In vivo induction of Tr1 cells via mucosal dendritic cells and AHR signaling.

BACKGROUND: Type 1 regulatory T (Tr1) cells, characterized by the secretion of high levels of the anti-inflammatory cytokine interleukin-10 (IL-10), play an important role in the regulation of autoimmune diseases and transplantation. However, effective strategies that specifically induce Tr1 cells in vivo are limited. Furthermore, the pathways controlling the induction of these cells in vivo are not well understood. METHODOLOGY/PRINCIPAL FINDINGS: Here we report that nasal administration of anti-CD3 antibody induces suppressive Tr1 cells in mice. The in vivo induction of Tr1 cells by nasal anti-CD3 is dependent on IL-27 produced by upper airway resident dendritic cells (DCs), and is controlled by the transcription factors aryl hydrocarbon receptor (AHR) and c-Maf. Subsequently, IL-21 acts in an autocrine fashion to expand and maintain the Tr1 cells induced in vivo by nasally administered anti-CD3. CONCLUSIONS/SIGNIFICANCE: Our findings identify a unique approach to generate Tr1 cells in vivo and provide insights into the mechanisms by which these cells are induced.

Reversible neural stem cell niche dysfunction in a model of multiple sclerosis.

OBJECTIVE: The subventricular zone (SVZ) of the brain constitutes a niche for neural stem and progenitor cells that can initiate repair after central nervous system (CNS) injury. In a relapsing-remitting model of experimental autoimmune encephalomyelitis (EAE), the neural stem cells (NSCs) become activated and initiate regeneration during acute disease, but lose this ability during the chronic phases of disease. We hypothesized that chronic microglia activation contributes to the failure of the NSC repair potential in the SVZ. METHODS: Using bromodeoxyuridine injections at different time points during EAE, we quantified the number of proliferating and differentiating progenitors, and evaluated the structure of the SVZ by electron microscopy. In vivo minocycline treatment during EAE was used to address the effect of microglia inactivation on SVZ dysfunction. RESULTS: In vivo treatment with minocycline, an inhibitor of microglia activation, increases stem cell proliferation in both naive and EAE animals. Minocycline treatment decreases cortical and periventricular pathology in the chronic phase of EAE, improving the proliferation of Sox2 stem cells and NG2 oligodendrocyte precursors cells originating in the SVZ and their differentiation into mature oligodendrocytes. INTERPRETATION: These data suggest that failure of repair observed during chronic EAE correlates with microglia activation and that treatments targeting chronic microglial activation have the potential for enhancing repair in the CNS.

Subventricular zone microglia transcriptional networks.

Microglia play an important role in inflammatory diseases of the central nervous system.
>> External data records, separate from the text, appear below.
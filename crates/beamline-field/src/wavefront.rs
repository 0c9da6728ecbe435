//! Complex-amplitude wavefront grids.
//!
//! A [`Wavefront`] is an N×N grid of complex samples per polarisation axis
//! (Ex, Ey), a reference [`Ray`] giving the field's position and propagation
//! direction, a wavelength, and a physical extent. Sample (i, j) sits at the
//! transverse coordinates
//!
//! x = (j − N/2)·pitch,  y = (i − N/2)·pitch
//!
//! centred on the reference ray, with x along the local v axis and y along
//! the local u axis of whichever element is looking at the field.

use ndarray::Array2;
use num_complex::Complex64;
use thiserror::Error;

use beamline_geometry::{Ray, Vec3};

/// Errors from combining two sample grids.
#[derive(Debug, Error)]
pub enum FieldError {
    #[error("grid mismatch: {lhs}×{lhs} vs {rhs}×{rhs} samples")]
    GridMismatch { lhs: usize, rhs: usize },

    #[error("extent mismatch: {lhs} m vs {rhs} m")]
    ExtentMismatch { lhs: f64, rhs: f64 },
}

/// Two-component complex field on a square transverse grid.
#[derive(Debug, Clone)]
pub struct Wavefront {
    /// Horizontal polarisation samples.
    pub ex: Array2<Complex64>,
    /// Vertical polarisation samples.
    pub ey: Array2<Complex64>,
    axis: Ray,
    wavelength: f64,
    extent: f64,
}

impl Wavefront {
    /// An empty (all-zero) field of `samples`×`samples` over `extent` metres.
    pub fn new(axis: Ray, wavelength: f64, samples: usize, extent: f64) -> Self {
        Self {
            ex: Array2::zeros((samples, samples)),
            ey: Array2::zeros((samples, samples)),
            axis,
            wavelength,
            extent,
        }
    }

    /// The reference ray: where the field is and which way it travels.
    pub fn axis(&self) -> &Ray {
        &self.axis
    }

    pub fn wavelength(&self) -> f64 {
        self.wavelength
    }

    /// Grid dimension N.
    pub fn samples(&self) -> usize {
        self.ex.nrows()
    }

    /// Physical side length of the grid (metres).
    pub fn extent(&self) -> f64 {
        self.extent
    }

    /// Physical sample pitch: extent ÷ N.
    pub fn pitch(&self) -> f64 {
        self.extent / self.samples() as f64
    }

    /// Transverse coordinates of sample (i, j) relative to the grid centre.
    pub fn coords(&self, i: usize, j: usize) -> (f64, f64) {
        let half = (self.samples() / 2) as isize;
        let pitch = self.pitch();
        let x = (j as isize - half) as f64 * pitch;
        let y = (i as isize - half) as f64 * pitch;
        (x, y)
    }

    /// Wavenumber k = 2π/λ.
    pub fn wavenumber(&self) -> f64 {
        2.0 * std::f64::consts::PI / self.wavelength
    }

    /// Advance the field by a signed distance along its reference ray.
    ///
    /// Collimated transport: the reference ray moves, and every sample picks
    /// up the on-axis phase exp(i·k·d). Amplitudes are untouched, so energy
    /// is conserved exactly and hard-masked zeros stay zero.
    pub fn propagate(&mut self, distance: f64) {
        self.axis.advance(distance);
        let phase = Complex64::from_polar(1.0, self.wavenumber() * distance);
        self.ex.mapv_inplace(|e| e * phase);
        self.ey.mapv_inplace(|e| e * phase);
    }

    /// Uniform real scaling of both components. A factor of 0 empties the
    /// field (a sensor does this after absorbing it).
    pub fn scale(&mut self, factor: f64) {
        self.ex.mapv_inplace(|e| e * factor);
        self.ey.mapv_inplace(|e| e * factor);
    }

    /// Coherent in-place superposition of another field.
    pub fn superpose(&mut self, other: &Wavefront) -> Result<(), FieldError> {
        if self.samples() != other.samples() {
            return Err(FieldError::GridMismatch {
                lhs: self.samples(),
                rhs: other.samples(),
            });
        }
        if (self.extent - other.extent).abs() > f64::EPSILON * self.extent.abs() {
            return Err(FieldError::ExtentMismatch {
                lhs: self.extent,
                rhs: other.extent,
            });
        }
        self.ex += &other.ex;
        self.ey += &other.ey;
        Ok(())
    }

    /// Flip the propagation axis about a mirror normal.
    pub fn reflect(&mut self, normal: &Vec3) {
        self.axis.reflect(normal);
    }

    /// Per-sample intensity |Ex|² + |Ey|².
    pub fn intensity(&self) -> Array2<f64> {
        let mut out = Array2::zeros(self.ex.raw_dim());
        for ((i, j), value) in out.indexed_iter_mut() {
            *value = self.ex[[i, j]].norm_sqr() + self.ey[[i, j]].norm_sqr();
        }
        out
    }

    /// Total optical energy: the sum of all intensity samples.
    pub fn energy(&self) -> f64 {
        self.intensity().sum()
    }

    /// Per-sample phase of the dominant polarisation component (the one
    /// carrying more total energy).
    pub fn phase(&self) -> Array2<f64> {
        let ex_energy: f64 = self.ex.iter().map(|e| e.norm_sqr()).sum();
        let ey_energy: f64 = self.ey.iter().map(|e| e.norm_sqr()).sum();
        let dominant = if ex_energy >= ey_energy { &self.ex } else { &self.ey };
        dominant.mapv(|e| e.arg())
    }
}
There is evidence of microglial diversity with distinct phenotypes exhibiting either neuroprotection and repair or neurotoxicity. However the precise molecular mechanisms underlying this diversity are still unknown. Using a model of experimental autoimmune encephalomyelitis (EAE) we performed transcriptional profiling of isolated subventricular zone microglia from the acute and chronic disease phases of EAE. We found that microglia exhibit disease phase specific gene expression signatures, that correspond to unique gene ontology functions and genomic networks. Our data demonstrate for the first time, distinct transcriptional networks of microglia activation in vivo, that suggests a role as mediators of injury or repair.